Este problema, que pouco preocupou os medievais, tomou toda sua acuidade com a controvérsia idealista (cf. a recente polêmica entre tomistas : Maritain, Réflexions sur l’intelligence, c. 2; Les degrés du savoir, c. 3, 26 e Apêndice I; Roland Gosselin, Rev. SC. Phil. et Théol. 1925, pág. 200 ss.; Blanche, Bull. Thom., 1925, pág. 361 ss.). Como a discussão não deixou de ser confusa, não será sem utilidade pararmos um pouco neste ponto.
A fixação do verdadeiro pensamento de nosso Doutor aparece, numa primeira leitura, irrealizável, pois uma série de textos parece levar a um imediatismo sem compromissos, enquanto outros, com uma não menor clareza, afirmam que o verbo é o termo mesmo atingido no conhecimento.
Em favor da primeira concepção, baste-nos lembrar a exposição perfeitamente clara e explícita da Prima Pars (q. 85, a. 2), onde se declara que o que é diretamente conhecido é a coisa e não a “species”; esta só é, atingida por reflexão; assim: “quod cognoscitur est res”. Outros textos são ainda mais categóricos (cf. Cont. Gent., IV, c. 11): “que a intenção da qual se trata não seja em nós aquilo que é apreendido pela inteligência, isto vem do fato de que uma coisa é apreender a coisa, e outra é captar a intenção inteligível, o que a inteligência realiza quando reflete sobre seu ato”. A “intenção inteligível”, isto é, o verbo, é, pois, atingido somente em um ato reflexo; só a coisa é atingida diretamente. Isto é totalmente claro.
Outros textos, infelizmente, parecem afirmar exatamente o contrário (cf. De Pot., q. 9, a. 5):
“o que de per- si é atingido pela inteligência não é esta coisa da qual se tem conhecimento… mas o que antes de tudo é de per si atingido, é aquilo que a inteligência em si mesma concebe da coisa conhecida”.
Algumas passagens, porém, parecem pretender uma conciliação (cf. De Ver., q. 4, a. 2 ad 3): “A concepção da inteligência é intermediária entre a inteligência e a coisa, porque é por ela que a dita operação chega até à coisa; segue-se disto que a concepção da inteligência não é somente o que é captado, – id quod intellectum est, mas também aquilo por meio do qual a coisa é captada, – id quo res intelligitur, -de modo que aquilo que é captado aplica-se à própria coisa e à concepção da inteligência, – sic quod intelligitur possit dici et res ipsa et conceptio intellectus. (Cf. paralelamente In Joan., c. 1:) “O verbo é comparado à inteligência não como aquilo por meio do qual ela capta seu objeto, – quo intelligit, – mas, aquilo no qual ela o capta -in quo intelligit porque é nele, formado e expresso, que vê a natureza da coisa”.
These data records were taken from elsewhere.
use serde::{Deserialize, Serialize};
use std::path::{Path, PathBuf};

/// A named classifier and the artifact file it is loaded from
#[derive(Debug, Clone, PartialEq, Serialize, Deserialize)]
pub struct ModelEntry {
    pub name: String,
    pub file: String,
}

impl ModelEntry {
    pub fn new(name: impl Into<String>, file: impl Into<String>) -> Self {
        Self {
            name: name.into(),
            file: file.into(),
        }
    }
}

#[derive(Debug, Clone, PartialEq, Serialize, Deserialize)]
#[serde(default)]
pub struct DetectorConfig {
    pub artifacts_dir: String,
    pub vectorizer: String,
    pub database_dir: String,
    pub database_file: String,
    pub models: Vec<ModelEntry>,
}

impl Default for DetectorConfig {
    fn default() -> Self {
        Self {
            artifacts_dir: ".".to_string(),
            vectorizer: "tfidf_vectorizer.json".to_string(),
            database_dir: "db".to_string(),
            database_file: "app_database.db".to_string(),
            models: default_models(),
        }
    }
}

pub fn default_models() -> Vec<ModelEntry> {
    vec![
        ModelEntry::new("Logistic Regression", "model_logistic_regression.json"),
        ModelEntry::new("Random Forest", "model_random_forest.json"),
        ModelEntry::new("Naive Bayes", "model_naive_bayes.json"),
    ]
}

/// Resolved artifact locations for the model cache
#[derive(Debug, Clone)]
pub struct ArtifactConfig {
    pub vectorizer: PathBuf,
    pub models: Vec<(String, PathBuf)>,
}

/// Resolved database location and the model names seeded into a new database
#[derive(Debug, Clone)]
pub struct StoreConfig {
    pub path: PathBuf,
    pub seed_models: Vec<String>,
}

impl StoreConfig {
    pub fn new(path: impl Into<PathBuf>, seed_models: Vec<String>) -> Self {
        Self {
            path: path.into(),
            seed_models,
        }
    }
}

impl DetectorConfig {
    /// Distinct model names in configuration order; a repeated name keeps
    /// its first position, as the model cache does.
    pub fn model_names(&self) -> Vec<String> {
        let mut names: Vec<String> = Vec::with_capacity(self.models.len());
        for model in &self.models {
            if !names.contains(&model.name) {
                names.push(model.name.clone());
            }
        }
        names
    }

    pub fn artifacts(&self, base: &Path) -> ArtifactConfig {
        let dir = match self.artifacts_dir.as_str() {
            "" | "." => base.to_path_buf(),
            sub => base.join(sub),
        };
        ArtifactConfig {
            vectorizer: dir.join(&self.vectorizer),
            models: self
                .models
                .iter()
                .map(|m| (m.name.clone(), dir.join(&m.file)))
                .collect(),
        }
    }

    pub fn store(&self, base: &Path) -> StoreConfig {
        StoreConfig::new(
            base.join(&self.database_dir).join(&self.database_file),
            self.model_names(),
        )
    }
}

pub fn default_config_path() -> PathBuf {
    PathBuf::from("authorcheck.toml")
}

pub fn default_database_path_in(base: &Path) -> PathBuf {
    let defaults = DetectorConfig::default();
    base.join(defaults.database_dir).join(defaults.database_file)
}

pub fn load_config(path: Option<&Path>) -> anyhow::Result<Option<DetectorConfig>> {
    let path = path.map(Path::to_path_buf).unwrap_or_else(default_config_path);
    if !path.exists() {
        return Ok(None);
    }

    let contents = std::fs::read_to_string(&path)?;
    let config: DetectorConfig = toml::from_str(&contents)?;
    Ok(Some(config))
}

pub fn write_config(path: &Path, config: &DetectorConfig, force: bool) -> anyhow::Result<()> {
    if path.exists() && !force {
        anyhow::bail!("config already exists at {} (use --force to overwrite)", path.display());
    }

    let contents = toml::to_string_pretty(config)?;
    std::fs::write(path, contents)?;
    Ok(())
}

/// Create the directory holding the database file. Returns true if it was created.
pub fn ensure_db_dir(db_path: &Path) -> std::io::Result<bool> {
    if let Some(parent) = db_path.parent() {
        if !parent.as_os_str().is_empty() && !parent.exists() {
            std::fs::create_dir_all(parent)?;
            return Ok(true);
        }
    }
    Ok(false)
}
Para colocar um pouco de clareza neste debate, importa lembrar que Tomás de Aquino aqui escreve sob duas perspectivas diferentes: na linha da teoria do conhecimento de Aristóteles e na linha da teoria da geração trinitária do Verbo. Com Aristóteles, trata-se de evitar o subjetivismo de Protágoras, para quem o objeto do conhecimento seria a modificação mesma do sujeito. E neste caso é a imediação do conhecimento que naturalmente deve ser colocada em evidência. Com os teólogos, procura-se assegurar um termo interior do pensamento, onde naturalmente se é levado a sublinhar o caráter de imanência do ato da inteligência. Isto reconhecido, será permitido que nosso autor, levado pela preocupação especial de cada uma de suas exposições, não cuidou de circunstanciar todas as suas fórmulas. Os textos mais completos, sobre os quais convém antes de tudo se apoiar, são aqueles nos quais são propostos os dois aspectos da doutrina.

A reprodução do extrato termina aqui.